▸ **WORK INSTRUCTION**:
Within the data below, tally the lines that contain "RegisterClientRequest" and state only the total.

*** Begin section ***

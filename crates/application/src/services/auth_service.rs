use std::sync::Arc;

use domain::{DomainError, Dni, Plan, User};
use serde::Serialize;

use crate::{error::ApplicationError, repository::AccountDirectory};

#[derive(Debug, Clone, Default)]
pub struct LoginRequest {
    pub dni: Option<String>,
}

/// 登录成功后返回的用户资料
#[derive(Debug, Clone, PartialEq, Eq, Serialize)]
pub struct LoginProfile {
    #[serde(flatten)]
    pub user: User,
    pub plan: Plan,
}

pub struct AuthServiceDependencies {
    pub directory: Arc<dyn AccountDirectory>,
}

pub struct AuthService {
    deps: AuthServiceDependencies,
}

impl AuthService {
    pub fn new(deps: AuthServiceDependencies) -> Self {
        Self { deps }
    }

    /// 按证件号登录客户面板。
    ///
    /// 套餐每次重新读取：注册之后套餐权限可能已经变化。
    pub async fn login(&self, request: LoginRequest) -> Result<LoginProfile, ApplicationError> {
        let dni = request
            .dni
            .ok_or_else(|| ApplicationError::validation("dni", "is required"))?;
        let dni = Dni::parse(dni)?;

        let user = self
            .deps
            .directory
            .find_by_dni(&dni)
            .await?
            .ok_or_else(|| DomainError::resource_not_found("user with dni", dni.as_str()))?;

        let plan = match user.plan_id {
            Some(plan_id) => self.deps.directory.find_plan(plan_id).await?,
            None => None,
        };

        match plan {
            Some(plan) if plan.can_access_client_panel => {
                tracing::info!(user_id = %user.id, plan = %plan.name, "client logged in");
                Ok(LoginProfile { user, plan })
            }
            _ => {
                tracing::warn!(user_id = %user.id, "login refused: plan lacks client panel access");
                Err(DomainError::permission_denied("plan does not allow client panel access").into())
            }
        }
    }
}

#[cfg(test)]
mod tests {
    use super::*;
    use crate::{
        error::ErrorKind,
        repository::MockAccountDirectory,
        services::{ClientService, ClientServiceDependencies, RegisterClientRequest},
        testing::InMemoryStore,
    };
    use domain::{AccountStatus, PaymentStatus, PlanId, Role, UserId};

    async fn setup(can_access: bool) -> (InMemoryStore, AuthService, PlanId) {
        let store = InMemoryStore::new();
        let plan = store.seed_plan("Plan", can_access).await;
        ClientService::new(ClientServiceDependencies {
            directory: Arc::new(store.clone()),
        })
        .register_client(RegisterClientRequest {
            name: Some("Ana".into()),
            dni: Some("123".into()),
            email: None,
            phone: None,
            plan_id: Some(plan.0),
        })
        .await
        .unwrap();
        let auth = AuthService::new(AuthServiceDependencies {
            directory: Arc::new(store.clone()),
        });
        (store, auth, plan)
    }

    fn login(dni: &str) -> LoginRequest {
        LoginRequest {
            dni: Some(dni.into()),
        }
    }

    #[tokio::test]
    async fn test_login_with_panel_plan_succeeds() {
        let (_store, auth, plan) = setup(true).await;
        let profile = auth.login(login("123")).await.unwrap();
        assert_eq!(profile.user.name, "Ana");
        assert_eq!(profile.plan.id, plan);
    }

    #[tokio::test]
    async fn test_login_without_panel_access_is_forbidden() {
        let (_store, auth, _) = setup(false).await;
        let err = auth.login(login("123")).await.unwrap_err();
        assert_eq!(err.kind(), ErrorKind::Authorization);
    }

    #[tokio::test]
    async fn test_unknown_dni_is_not_found() {
        let (_store, auth, _) = setup(true).await;
        let err = auth.login(login("999")).await.unwrap_err();
        assert_eq!(err.kind(), ErrorKind::NotFound);
    }

    #[tokio::test]
    async fn test_missing_dni_is_a_validation_error() {
        let (_store, auth, _) = setup(true).await;
        let err = auth.login(LoginRequest::default()).await.unwrap_err();
        assert_eq!(err.kind(), ErrorKind::Validation);
    }

    #[tokio::test]
    async fn test_account_without_plan_is_forbidden() {
        let (store, auth, _) = setup(true).await;
        store.seed_admin("Root", "777").await;
        let err = auth.login(login("777")).await.unwrap_err();
        assert_eq!(err.kind(), ErrorKind::Authorization);
    }

    #[tokio::test]
    async fn test_plan_changes_take_effect_on_next_login() {
        let (store, auth, plan) = setup(true).await;
        assert!(auth.login(login("123")).await.is_ok());

        store.set_plan_access(plan, false).await;
        let err = auth.login(login("123")).await.unwrap_err();
        assert_eq!(err.kind(), ErrorKind::Authorization);
        assert_eq!(store.plan_reads(), 2);
    }

    #[tokio::test]
    async fn test_find_by_dni_is_idempotent() {
        let (store, _auth, _) = setup(true).await;
        let dni = Dni::parse("123").unwrap();
        let first = store.find_by_dni(&dni).await.unwrap();
        let second = store.find_by_dni(&dni).await.unwrap();
        assert!(first.is_some());
        assert_eq!(first, second);
    }

    #[tokio::test]
    async fn test_plan_is_fetched_for_every_login() {
        let user = User {
            id: UserId::new(1),
            name: "Ana".into(),
            dni: Dni::parse("123").unwrap(),
            email: None,
            phone: None,
            role: Role::Client,
            plan_id: Some(PlanId::new(7)),
            status: AccountStatus::Active,
            payment_status: PaymentStatus::Unpaid,
            next_payment_date: None,
            created_at: chrono::Utc::now(),
        };

        let mut directory = MockAccountDirectory::new();
        directory
            .expect_find_by_dni()
            .withf(|dni| dni.as_str() == "123")
            .times(3)
            .returning(move |_| Ok(Some(user.clone())));
        directory
            .expect_find_plan()
            .withf(|id| *id == PlanId::new(7))
            .times(3)
            .returning(|id| {
                Ok(Some(Plan {
                    id,
                    name: "Premium".into(),
                    can_access_client_panel: true,
                }))
            });

        let auth = AuthService::new(AuthServiceDependencies {
            directory: Arc::new(directory),
        });
        for _ in 0..3 {
            auth.login(login("123")).await.unwrap();
        }
    }

    #[tokio::test]
    async fn test_lookup_failure_propagates() {
        let mut directory = MockAccountDirectory::new();
        directory
            .expect_find_by_dni()
            .returning(|_| Err(domain::RepositoryError::unavailable("connection refused")));

        let auth = AuthService::new(AuthServiceDependencies {
            directory: Arc::new(directory),
        });
        let err = auth.login(login("123")).await.unwrap_err();
        assert_eq!(err.kind(), ErrorKind::Connection);
    }
}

*** End section ***

▸ **EXERCISE SOLUTION**:
2